Saturday, August 17, 2013

Great Science Fiction Stories (book)

(1964)
Selected and Edited by Cordelia Titcomb Smith

Great SF storiesIn 1964, I went off to Camp Wawokiye on Nassau Point on Long Island.* We were only allowed to bring one book with us for the entire summer.  For someone who had turned into a voracious reader, that was an agonizing lack of material.  My choice was a new anthology of stories of the favorite type of reading, Great Science Fiction Stories.
The editor, Cordelia Titcomb Smith is something of a mystery.  Her biographical blurb indicates that she was a librarian at the Lucas County Library  in Maumee, Ohio, in a role that nowadays would be called a specialist in YA fiction.   She had never been connected with any other SF book.** 
The publisher, Dell Books, was a major paperback house in its day, but which rarely published science fiction.  This was part of their Laurel Leaf Library, which fits in the the YA feel.

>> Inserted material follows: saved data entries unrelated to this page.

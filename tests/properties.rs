// Copyright 2025 Open Nexus OS Contributors
// SPDX-License-Identifier: Apache-2.0

//! Property tests for the duplication policy and the sharing discipline.

use proptest::prelude::*;

use nexus_ufork::layout::{EXC_STACK_BASE, PAGE_SIZE};
use nexus_ufork::sim::{invariants, SimKernel};
use nexus_ufork::{
    duplicate_page, fork, handle_write_fault, AccessError, ForkOutcome, HostKernel, PageFlags,
    PageNum, Pid, Task, VirtAddr,
};

const RW: PageFlags = PageFlags::PRESENT.union(PageFlags::USER).union(PageFlags::WRITABLE);
const RO: PageFlags = PageFlags::PRESENT.union(PageFlags::USER);
const COW: PageFlags = PageFlags::PRESENT.union(PageFlags::USER).union(PageFlags::COW);

/// Pages used by the properties sit in a small window well away from the
/// scratch page and the stacks.
const BASE_PN: usize = 16;
const WINDOW: usize = 8;

fn page(slot: usize) -> VirtAddr {
    VirtAddr::new((BASE_PN + slot) * PAGE_SIZE)
}

#[derive(Clone, Copy, Debug)]
enum InitialPerm {
    Writable,
    ReadOnly,
    Cow,
}

fn initial_perm() -> impl Strategy<Value = InitialPerm> {
    prop_oneof![
        Just(InitialPerm::Writable),
        Just(InitialPerm::ReadOnly),
        Just(InitialPerm::Cow),
    ]
}

/// Installs a page with the requested pre-state in the current process.
fn seed_page(kernel: &mut SimKernel, va: VirtAddr, perm: InitialPerm) {
    kernel.page_alloc(Pid::SELF, va, RW).expect("seed alloc");
    match perm {
        InitialPerm::Writable => {}
        InitialPerm::ReadOnly => {
            kernel.page_map(Pid::SELF, va, Pid::SELF, va, RO).expect("seal read-only")
        }
        InitialPerm::Cow => {
            kernel.page_map(Pid::SELF, va, Pid::SELF, va, COW).expect("tag COW")
        }
    }
}

fn boot() -> (SimKernel, Task) {
    let mut kernel = SimKernel::new();
    kernel
        .page_alloc(Pid::SELF, VirtAddr::new(EXC_STACK_BASE), RW)
        .expect("exception stack");
    let task = Task::current(&kernel);
    (kernel, task)
}

fn assert_invariants(kernel: &SimKernel) {
    let violations = invariants::check_all(kernel);
    assert!(violations.is_empty(), "invariant violations: {:?}", violations);
}

fn write_resolving(kernel: &mut SimKernel, va: VirtAddr, bytes: &[u8]) {
    match kernel.write(va, bytes) {
        Ok(()) => {}
        Err(AccessError::Upcall(fault)) => {
            handle_write_fault(kernel, &fault).expect("resolve COW fault");
            kernel.write(va, bytes).expect("retry after resolution");
        }
        Err(AccessError::Fatal(fault)) => panic!("process destroyed by {}", fault),
    }
}

fn read_byte(kernel: &mut SimKernel, va: VirtAddr) -> u8 {
    let mut buf = [0u8; 1];
    kernel.read(va, &mut buf).expect("read");
    buf[0]
}

proptest! {
    /// Applying the duplication policy twice yields the same final
    /// permission state as applying it once, on both sides.
    #[test]
    fn duplication_is_idempotent(perms in prop::collection::vec(initial_perm(), 1..WINDOW)) {
        let (mut kernel, task) = boot();
        for (slot, perm) in perms.iter().enumerate() {
            seed_page(&mut kernel, page(slot), *perm);
        }
        let target = kernel.process_create().expect("target");

        for slot in 0..perms.len() {
            let pn = PageNum::containing(page(slot));
            duplicate_page(&mut kernel, target, pn).expect("first pass");
        }
        let me = task.pid();
        let once: Vec<_> = (0..perms.len())
            .map(|slot| {
                let pn = PageNum::containing(page(slot));
                (kernel.entry_of(me, pn), kernel.entry_of(target, pn))
            })
            .collect();

        for slot in 0..perms.len() {
            let pn = PageNum::containing(page(slot));
            duplicate_page(&mut kernel, target, pn).expect("second pass");
        }
        let twice: Vec<_> = (0..perms.len())
            .map(|slot| {
                let pn = PageNum::containing(page(slot));
                (kernel.entry_of(me, pn), kernel.entry_of(target, pn))
            })
            .collect();

        prop_assert_eq!(once, twice);
        assert_invariants(&kernel);
    }

    /// Under any interleaving of parent and child writes, no frame is ever
    /// writable from two processes, and each process always reads exactly
    /// what it last wrote (or the pre-fork value if it never wrote).
    #[test]
    fn interleaved_writes_preserve_sharing_and_isolation(
        ops in prop::collection::vec((any::<bool>(), 0..WINDOW, any::<u8>()), 1..32)
    ) {
        let (mut kernel, mut task) = boot();
        for slot in 0..WINDOW {
            seed_page(&mut kernel, page(slot), InitialPerm::Writable);
            kernel.write(page(slot), &[slot as u8]).expect("seed value");
        }

        let parent = task.pid();
        let child = match fork(&mut kernel, &mut task).expect("fork") {
            ForkOutcome::Parent(child) => child,
            ForkOutcome::Child => unreachable!("parent context"),
        };
        assert_invariants(&kernel);

        // Expected byte per (process, slot); both start from the parent's
        // pre-fork values.
        let mut expected = [[0u8; WINDOW]; 2];
        for slot in 0..WINDOW {
            expected[0][slot] = slot as u8;
            expected[1][slot] = slot as u8;
        }

        for (as_child, slot, value) in ops {
            let (pid, side) = if as_child { (child, 1) } else { (parent, 0) };
            kernel.switch_to(pid).expect("schedule writer");
            write_resolving(&mut kernel, page(slot), &[value]);
            expected[side][slot] = value;
            assert_invariants(&kernel);

            for (check_pid, check_side) in [(parent, 0), (child, 1)] {
                kernel.switch_to(check_pid).expect("schedule reader");
                for probe in 0..WINDOW {
                    prop_assert_eq!(
                        read_byte(&mut kernel, page(probe)),
                        expected[check_side][probe]
                    );
                }
            }
        }
    }
}
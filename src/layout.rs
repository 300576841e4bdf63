// Copyright 2025 Open Nexus OS Contributors
// SPDX-License-Identifier: Apache-2.0

//! Fixed user address-space layout.
//!
//! Every process shares the same layout, which is what lets fork install the
//! child's pages at identical virtual addresses and lets the fault handler
//! use a process-reserved scratch page without coordination.

use static_assertions::{const_assert, const_assert_eq};

/// Size of a single page in bytes.
pub const PAGE_SIZE: usize = 4096;

/// Pages covered by one page-directory entry.
pub const PAGES_PER_DIR: usize = 1024;

/// First address above the user-accessible region (the user/kernel boundary).
pub const USER_LIMIT: usize = 0xeec0_0000;

/// Top of the exception stack; the stack occupies the single page below.
pub const EXC_STACK_TOP: usize = USER_LIMIT;

/// Base of the per-process exception-stack page.
///
/// This page is provisioned directly with `page_alloc`, never through the
/// duplication policy: a COW-marked exception stack would fault while
/// handling its own fault.
pub const EXC_STACK_BASE: usize = EXC_STACK_TOP - PAGE_SIZE;

/// Top of the normal user stack. One unmapped guard page separates it from
/// the exception stack, and fork duplicates only pages below this address.
pub const USER_STACK_TOP: usize = USER_LIMIT - 2 * PAGE_SIZE;

/// Process-reserved scratch page used transiently while resolving a COW
/// fault. The fresh frame is mapped here for the copy because mapping it at
/// the final address first would destroy the data still being copied.
pub const SCRATCH_PAGE: usize = 0x007f_f000;

const_assert!(PAGE_SIZE.is_power_of_two());
const_assert_eq!(USER_LIMIT % PAGE_SIZE, 0);
const_assert_eq!(SCRATCH_PAGE % PAGE_SIZE, 0);
// The scratch page must lie inside the duplicated range's address space but
// is transient, so it never aliases either stack region.
const_assert!(SCRATCH_PAGE + PAGE_SIZE <= USER_STACK_TOP);
const_assert!(USER_STACK_TOP < EXC_STACK_BASE);
const_assert!(EXC_STACK_BASE < USER_LIMIT);
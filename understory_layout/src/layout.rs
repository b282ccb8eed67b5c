// Copyright 2025 the Understory Authors
// SPDX-License-Identifier: Apache-2.0 OR MIT

//! The [`Layout`] value type: one filling and one alignment per axis.

use kurbo::{Insets, Rect};

use crate::alignment::Alignment;
use crate::filling::Filling;
use crate::types::Axis;

/// One alignment rule and one filling rule per axis.
///
/// [`Layout::apply`] fills first, then aligns, so edge and center alignments see the
/// final size. The axes are independent.
///
/// ```rust
/// use kurbo::Rect;
/// use understory_layout::{Alignment, Filling, Layout};
///
/// // A 44pt tall bar pinned to the bottom, full width minus 16pt of margins.
/// let layout = Layout::new(
///     Alignment::center(0.0),
///     Alignment::bottom(0.0),
///     Filling::boxed(16.0),
///     Filling::fixed(44.0),
/// );
/// let frame = layout.apply(Rect::ZERO, Rect::new(0.0, 0.0, 320.0, 480.0));
/// assert_eq!(frame, Rect::new(8.0, 436.0, 312.0, 480.0));
/// ```
#[derive(Clone, Debug, Default, PartialEq)]
pub struct Layout {
    /// Horizontal alignment.
    pub x: Alignment,
    /// Vertical alignment.
    pub y: Alignment,
    /// Horizontal filling (width).
    pub width: Filling,
    /// Vertical filling (height).
    pub height: Filling,
}

impl Layout {
    /// Build a layout from its four rules.
    #[must_use]
    pub fn new(x: Alignment, y: Alignment, width: Filling, height: Filling) -> Self {
        Self {
            x,
            y,
            width,
            height,
        }
    }

    /// A layout that leaves the target unchanged.
    ///
    /// Useful for blocks that exist only to run constraints.
    #[must_use]
    pub fn equal() -> Self {
        Self::default()
    }

    /// A layout that makes the target equal to the source.
    #[must_use]
    pub fn fill() -> Self {
        Self::new(
            Alignment::start(0.0),
            Alignment::start(0.0),
            Filling::scaled(1.0),
            Filling::scaled(1.0),
        )
    }

    /// A layout that makes the target the source shrunk by `insets`.
    #[must_use]
    pub fn inset(insets: Insets) -> Self {
        Self::new(
            Alignment::start(insets.x0),
            Alignment::start(insets.y0),
            Filling::boxed_insets(insets, Axis::Horizontal),
            Filling::boxed_insets(insets, Axis::Vertical),
        )
    }

    /// Replace the horizontal alignment.
    #[must_use]
    pub fn with_x(mut self, x: Alignment) -> Self {
        self.x = x;
        self
    }

    /// Replace the vertical alignment.
    #[must_use]
    pub fn with_y(mut self, y: Alignment) -> Self {
        self.y = y;
        self
    }

    /// Replace the horizontal filling.
    #[must_use]
    pub fn with_width(mut self, width: Filling) -> Self {
        self.width = width;
        self
    }

    /// Replace the vertical filling.
    #[must_use]
    pub fn with_height(mut self, height: Filling) -> Self {
        self.height = height;
        self
    }

    /// Returns `rect` transformed to sit inside `source`.
    ///
    /// The input is not modified. The result may have a negative extent if a filling
    /// produced one; blocks normalize before committing.
    #[must_use]
    pub fn apply(&self, rect: Rect, source: Rect) -> Rect {
        let mut out = rect;
        self.width.apply(&mut out, source, Axis::Horizontal);
        self.height.apply(&mut out, source, Axis::Vertical);
        self.x.apply(&mut out, source, Axis::Horizontal);
        self.y.apply(&mut out, source, Axis::Vertical);
        out
    }
}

But whatever the origins, the book took some of the best stories and authors from early SF and put them into paperback.  The table of contents reads:
  • Introduction -- Cordelia Titcomb Smith
  • Vital Factor -- Nelson S. Bond
  • Pottage -- Zenna Henderson
  • The Roads Must Roll -- Robert A. Heinlein
  • The Stolen Bacillus -- H. G. Wells
  • The Star -- H. G. Wells
  • Nightfall -- Isaac Asimov
  • History Lesson -- Arthur C. Clarke
  • In Hiding -- Wilmar H. Shiras
  • The Martian Crown Jewels -- Poul Anderson
  • The Sands of Time -- P. Schuyler Miller
  • Into Space (Excerpt from Round the Moon, the sequel to From the Earth to the Moon) -- Jules Verne
If you know anything about science fiction at all, you know half these writers:  Asimov, Heinlein, Wells, Clarke, Verne.  Poul Anderson is also a great one, though less know to the public at large.  Zenna Henderson made a reputation for her “People” stories (of which this is one) about aliens stranded on Earth.  Nelson Bond is successful but underrated.***  P. Schuyler Miller was book reviewer for Analog for years; this is the only example of his fiction I’ve come across.
And the stories!
  • “Vital Factor” shows exactly what you need to actually go to the stars, with a clever twist ending.

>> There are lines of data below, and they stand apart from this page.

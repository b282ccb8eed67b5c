// Copyright 2025 the Understory Authors
// SPDX-License-Identifier: Apache-2.0 OR MIT

//! Filling rules: choosing a rectangle's extent along one axis.

use kurbo::{Insets, Rect};
use smallvec::SmallVec;

use crate::geometry::{clamp_range, extent, insets_along, set_extent};
use crate::types::Axis;

/// One stage of a [`Filling`].
///
/// Each stage receives the previous stage's extent (the source extent for the first
/// stage) and produces a new one.
#[derive(Copy, Clone, Debug, PartialEq)]
pub enum FillingRule {
    /// The target's own current extent.
    Keep,
    /// A constant extent.
    Fixed(f64),
    /// The source extent multiplied by a factor.
    Scaled(f64),
    /// The source extent minus a total inset, never below zero.
    Boxed(f64),
    /// The incoming extent clamped into `[min, max]`.
    Between {
        /// Lower bound.
        min: f64,
        /// Upper bound.
        max: f64,
    },
    /// The incoming extent, at most `max`.
    UpTo(f64),
    /// The incoming extent, at least `min`.
    From(f64),
    /// The incoming extent plus a constant.
    Add(f64),
}

impl FillingRule {
    fn resolve(self, current: f64, own: f64, source: f64) -> f64 {
        match self {
            Self::Keep => own,
            Self::Fixed(v) => v,
            Self::Scaled(k) => source * k,
            Self::Boxed(inset) => (source - inset).max(0.0),
            Self::Between { min, max } => clamp_range(current, min, max),
            Self::UpTo(max) => current.min(max),
            Self::From(min) => current.max(min),
            Self::Add(v) => current + v,
        }
    }
}

/// Chooses a rectangle's extent along one axis from a source rectangle.
///
/// A filling is an ordered list of [`FillingRule`] stages. The pipeline is seeded with
/// the source extent, so a lone clamping stage clamps the source. An empty filling
/// leaves the extent untouched.
///
/// The minimum edge of the target is held fixed; positioning is left to
/// [`Alignment`](crate::Alignment).
///
/// ```rust
/// use kurbo::Rect;
/// use understory_layout::{Axis, Filling, FillingRule};
///
/// let source = Rect::new(0.0, 0.0, 300.0, 100.0);
/// let mut rect = Rect::ZERO;
/// Filling::scaled(1.0)
///     .then(FillingRule::UpTo(200.0))
///     .apply(&mut rect, source, Axis::Horizontal);
/// assert_eq!(rect.width(), 200.0);
/// ```
#[derive(Clone, Debug, Default, PartialEq)]
pub struct Filling {
    rules: SmallVec<[FillingRule; 2]>,
}

impl Filling {
    /// Leaves the extent untouched.
    #[must_use]
    pub fn keep() -> Self {
        Self::default()
    }

    /// Starts a filling from a single rule.
    #[must_use]
    pub fn rule(rule: FillingRule) -> Self {
        let mut rules = SmallVec::new();
        rules.push(rule);
        Self { rules }
    }

    /// Constant extent `v`.
    #[must_use]
    pub fn fixed(v: f64) -> Self {
        Self::rule(FillingRule::Fixed(v))
    }

    /// Source extent times `k`.
    #[must_use]
    pub fn scaled(k: f64) -> Self {
        Self::rule(FillingRule::Scaled(k))
    }

    /// Source extent minus `inset` (the sum of both sides), clamped to zero.
    #[must_use]
    pub fn boxed(inset: f64) -> Self {
        Self::rule(FillingRule::Boxed(inset))
    }

    /// Source extent minus both of `insets` along `axis`, clamped to zero.
    ///
    /// Only the extent is set; pair it with [`Alignment::start`](crate::Alignment::start)
    /// at the leading inset to place the target, as [`Layout::inset`](crate::Layout::inset)
    /// does.
    #[must_use]
    pub fn boxed_insets(insets: Insets, axis: Axis) -> Self {
        let (leading, trailing) = insets_along(insets, axis);
        Self::boxed(leading + trailing)
    }

    /// Source extent clamped into `min..=max`.
    #[must_use]
    pub fn between(min: f64, max: f64) -> Self {
        Self::rule(FillingRule::Between { min, max })
    }

    /// Source extent, at most `max`.
    #[must_use]
    pub fn up_to(max: f64) -> Self {
        Self::rule(FillingRule::UpTo(max))
    }

    /// Source extent, at least `min`.
    #[must_use]
    pub fn from_min(min: f64) -> Self {
        Self::rule(FillingRule::From(min))
    }

    /// Appends a stage that runs after the existing ones.
    #[must_use]
    pub fn then(mut self, rule: FillingRule) -> Self {
        self.rules.push(rule);
        self
    }

    /// Appends a stage adding `delta` to the extent computed so far.
    #[must_use]
    pub fn plus(self, delta: f64) -> Self {
        self.then(FillingRule::Add(delta))
    }

    /// The stages of this filling, in evaluation order.
    pub fn rules(&self) -> &[FillingRule] {
        &self.rules
    }

    /// Returns `true` if this filling leaves extents untouched.
    pub fn is_keep(&self) -> bool {
        self.rules.is_empty()
    }

    /// Computes the extent for a target of extent `own` in a source of extent `source`.
    pub fn resolve(&self, own: f64, source: f64) -> f64 {
        if self.rules.is_empty() {
            return own;
        }
        self.rules
            .iter()
            .fold(source, |current, rule| rule.resolve(current, own, source))
    }

    /// Sets the extent of `rect` along `axis`, holding its minimum edge.
    pub fn apply(&self, rect: &mut Rect, source: Rect, axis: Axis) {
        if self.rules.is_empty() {
            return;
        }
        let value = self.resolve(extent(*rect, axis), extent(source, axis));
        set_extent(rect, axis, value);
    }
}

#[cfg(test)]
mod tests {
    use super::*;

    const SOURCE: Rect = Rect::new(10.0, 20.0, 210.0, 120.0);

    fn width_of(filling: &Filling, own: f64) -> f64 {
        let mut r = Rect::new(0.0, 0.0, own, 5.0);
        filling.apply(&mut r, SOURCE, Axis::Horizontal);
        assert_eq!(r.x0, 0.0, "filling must hold the minimum edge");
        r.width()
    }

    #[test]
    fn base_rules() {
        assert_eq!(width_of(&Filling::fixed(42.0), 3.0), 42.0);
        assert_eq!(width_of(&Filling::scaled(0.5), 3.0), 100.0);
        assert_eq!(width_of(&Filling::scaled(1.0), 3.0), 200.0);
        assert_eq!(width_of(&Filling::keep(), 3.0), 3.0);
    }

    #[test]
    fn boxed_is_source_minus_insets_clamped() {
        assert_eq!(width_of(&Filling::boxed(30.0), 0.0), 170.0);
        assert_eq!(width_of(&Filling::boxed(200.0), 0.0), 0.0);
        assert_eq!(width_of(&Filling::boxed(250.0), 0.0), 0.0);
    }

    #[test]
    fn boxed_insets_sums_the_pair_on_one_axis() {
        let insets = Insets::new(10.0, 1.0, 30.0, 2.0);
        assert_eq!(
            width_of(&Filling::boxed_insets(insets, Axis::Horizontal), 0.0),
            160.0
        );
        let mut r = Rect::ZERO;
        Filling::boxed_insets(insets, Axis::Vertical).apply(&mut r, SOURCE, Axis::Vertical);
        assert_eq!(r.height(), 97.0);
    }

    #[test]
    fn clamps_on_source() {
        assert_eq!(width_of(&Filling::between(10.0, 50.0), 0.0), 50.0);
        assert_eq!(width_of(&Filling::between(250.0, 300.0), 0.0), 250.0);
        assert_eq!(width_of(&Filling::up_to(120.0), 0.0), 120.0);
        assert_eq!(width_of(&Filling::from_min(500.0), 0.0), 500.0);
        assert_eq!(width_of(&Filling::from_min(5.0), 0.0), 200.0);
    }

    #[test]
    fn modifiers_apply_in_order() {
        let f = Filling::scaled(1.0)
            .then(FillingRule::Add(-20.0))
            .then(FillingRule::UpTo(150.0));
        assert_eq!(width_of(&f, 0.0), 150.0);

        let f = Filling::scaled(1.0)
            .then(FillingRule::UpTo(150.0))
            .then(FillingRule::Add(-20.0));
        assert_eq!(width_of(&f, 0.0), 130.0);
        assert_eq!(width_of(&Filling::fixed(40.0).plus(8.0), 0.0), 48.0);

        let f = Filling::rule(FillingRule::Keep).then(FillingRule::From(8.0));
        assert_eq!(width_of(&f, 3.0), 8.0);
        assert_eq!(width_of(&f, 30.0), 30.0);
    }

    #[test]
    fn vertical_axis() {
        let mut r = Rect::new(0.0, 7.0, 10.0, 8.0);
        Filling::scaled(0.25).apply(&mut r, SOURCE, Axis::Vertical);
        assert_eq!(r, Rect::new(0.0, 7.0, 10.0, 32.0));
    }
}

  • “The Roads Must Roll” is one of Heinlein’s best stories, about the use of immense conveyor belts for commuting traffic.  The engineering is fascinating, but it a slam-bang adventure, too.
  • “History Lesson” is one of the great works of the genre, with a Twilight Zone ending years before The Twilight Zone.

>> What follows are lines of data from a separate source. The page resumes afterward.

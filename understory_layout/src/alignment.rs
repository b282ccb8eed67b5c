// Copyright 2025 the Understory Authors
// SPDX-License-Identifier: Apache-2.0 OR MIT

//! Alignment rules: positioning a rectangle along one axis of a source rectangle.

use kurbo::Rect;

use crate::geometry::{extent, mid, move_max_to, move_mid_to, move_min_to, span};
use crate::types::Axis;

/// Which part of the source an [`Alignment`] positions against.
#[derive(Copy, Clone, Debug, PartialEq)]
pub enum AlignAnchor {
    /// Leave the position untouched.
    Keep,
    /// Align minimum edges (left or top).
    Start,
    /// Align midpoints.
    Center,
    /// Align maximum edges (right or bottom).
    End,
}

/// How the distance between the aligned edge and the source edge is chosen.
#[derive(Copy, Clone, Debug, PartialEq)]
pub enum AlignOffset {
    /// A constant distance.
    Fixed(f64),
    /// The source extent along the axis multiplied by a factor.
    Multiplied(f64),
    /// The space left over by the target, capped at `max`.
    ///
    /// For [`AlignAnchor::Start`] and [`AlignAnchor::End`] the left-over space is
    /// `source - target`; for [`AlignAnchor::Center`] it is half of that. The largest
    /// offset that still fits is used, so a roomy source resolves to `max`. When less
    /// than `min` is left, the offset collapses to exactly the left-over space (zero if
    /// the target does not fit at all), so the target never leaves the source.
    Between {
        /// Lower bound of the offset.
        min: f64,
        /// Upper bound of the offset.
        max: f64,
    },
}

impl AlignOffset {
    /// Offset equal to `factor` times the source extent.
    #[must_use]
    pub const fn multiplied(factor: f64) -> Self {
        Self::Multiplied(factor)
    }

    /// Offset clamped into `min..=max` against the available space.
    #[must_use]
    pub const fn between(min: f64, max: f64) -> Self {
        Self::Between { min, max }
    }

    pub(crate) fn resolve(self, anchor: AlignAnchor, target: f64, source: f64) -> f64 {
        match self {
            Self::Fixed(v) => v,
            Self::Multiplied(k) => source * k,
            Self::Between { min, max } => {
                let available = match anchor {
                    AlignAnchor::Center => (source - target) * 0.5,
                    _ => source - target,
                };
                if available >= min {
                    available.min(max.max(min))
                } else {
                    available.max(0.0)
                }
            }
        }
    }
}

impl From<f64> for AlignOffset {
    fn from(v: f64) -> Self {
        Self::Fixed(v)
    }
}

impl Default for AlignOffset {
    fn default() -> Self {
        Self::Fixed(0.0)
    }
}

/// Positions a rectangle along one axis of a source rectangle without changing its size.
///
/// Positive offsets move the target toward the source's interior for `Start` and `End`
/// and toward the maximum edge for `Center`.
///
/// ```rust
/// use kurbo::Rect;
/// use understory_layout::{AlignOffset, Alignment, Axis};
///
/// let source = Rect::new(0.0, 0.0, 100.0, 100.0);
/// let mut rect = Rect::new(0.0, 0.0, 20.0, 20.0);
/// Alignment::right(5.0).apply(&mut rect, source, Axis::Horizontal);
/// assert_eq!(rect.x1, 95.0);
///
/// Alignment::top(AlignOffset::between(0.0, 10.0)).apply(&mut rect, source, Axis::Vertical);
/// assert_eq!(rect.y0, 10.0);
/// ```
#[derive(Copy, Clone, Debug, PartialEq)]
pub struct Alignment {
    /// The edge or midpoint to align.
    pub anchor: AlignAnchor,
    /// Distance from the source edge or midpoint.
    pub offset: AlignOffset,
}

impl Default for Alignment {
    fn default() -> Self {
        Self::KEEP
    }
}

impl Alignment {
    /// Leaves the position untouched.
    pub const KEEP: Self = Self {
        anchor: AlignAnchor::Keep,
        offset: AlignOffset::Fixed(0.0),
    };

    /// Build an alignment from its parts.
    #[must_use]
    pub fn new(anchor: AlignAnchor, offset: impl Into<AlignOffset>) -> Self {
        Self {
            anchor,
            offset: offset.into(),
        }
    }

    /// Align minimum edges.
    #[must_use]
    pub fn start(offset: impl Into<AlignOffset>) -> Self {
        Self::new(AlignAnchor::Start, offset)
    }

    /// Align maximum edges.
    #[must_use]
    pub fn end(offset: impl Into<AlignOffset>) -> Self {
        Self::new(AlignAnchor::End, offset)
    }

    /// Align midpoints.
    #[must_use]
    pub fn center(offset: impl Into<AlignOffset>) -> Self {
        Self::new(AlignAnchor::Center, offset)
    }

    /// Horizontal alias of [`Alignment::start`].
    #[must_use]
    pub fn left(offset: impl Into<AlignOffset>) -> Self {
        Self::start(offset)
    }

    /// Horizontal alias of [`Alignment::end`].
    #[must_use]
    pub fn right(offset: impl Into<AlignOffset>) -> Self {
        Self::end(offset)
    }

    /// Vertical alias of [`Alignment::start`].
    #[must_use]
    pub fn top(offset: impl Into<AlignOffset>) -> Self {
        Self::start(offset)
    }

    /// Vertical alias of [`Alignment::end`].
    #[must_use]
    pub fn bottom(offset: impl Into<AlignOffset>) -> Self {
        Self::end(offset)
    }

    /// Positions `rect` along `axis` of `source`.
    pub fn apply(&self, rect: &mut Rect, source: Rect, axis: Axis) {
        if self.anchor == AlignAnchor::Keep {
            return;
        }
        let offset = self
            .offset
            .resolve(self.anchor, extent(*rect, axis), extent(source, axis));
        let (min, max) = span(source, axis);
        match self.anchor {
            AlignAnchor::Keep => {}
            AlignAnchor::Start => move_min_to(rect, axis, min + offset),
            AlignAnchor::End => move_max_to(rect, axis, max - offset),
            AlignAnchor::Center => move_mid_to(rect, axis, mid(source, axis) + offset),
        }
    }
}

  • “The Star” by H.G. Wells is also a cynical look at disaster, completely different in tone from the famous Arthur C. Clarke story of the same name. 
And then there’s “Nightfall,” certainly one of the top ten stories of the Golden Age, and one that packs a punch even now.
I read these stories over and over that summer, in among the swimming and Nok Hockey games.  I was a fan of SF already, but the book made me a fan for life.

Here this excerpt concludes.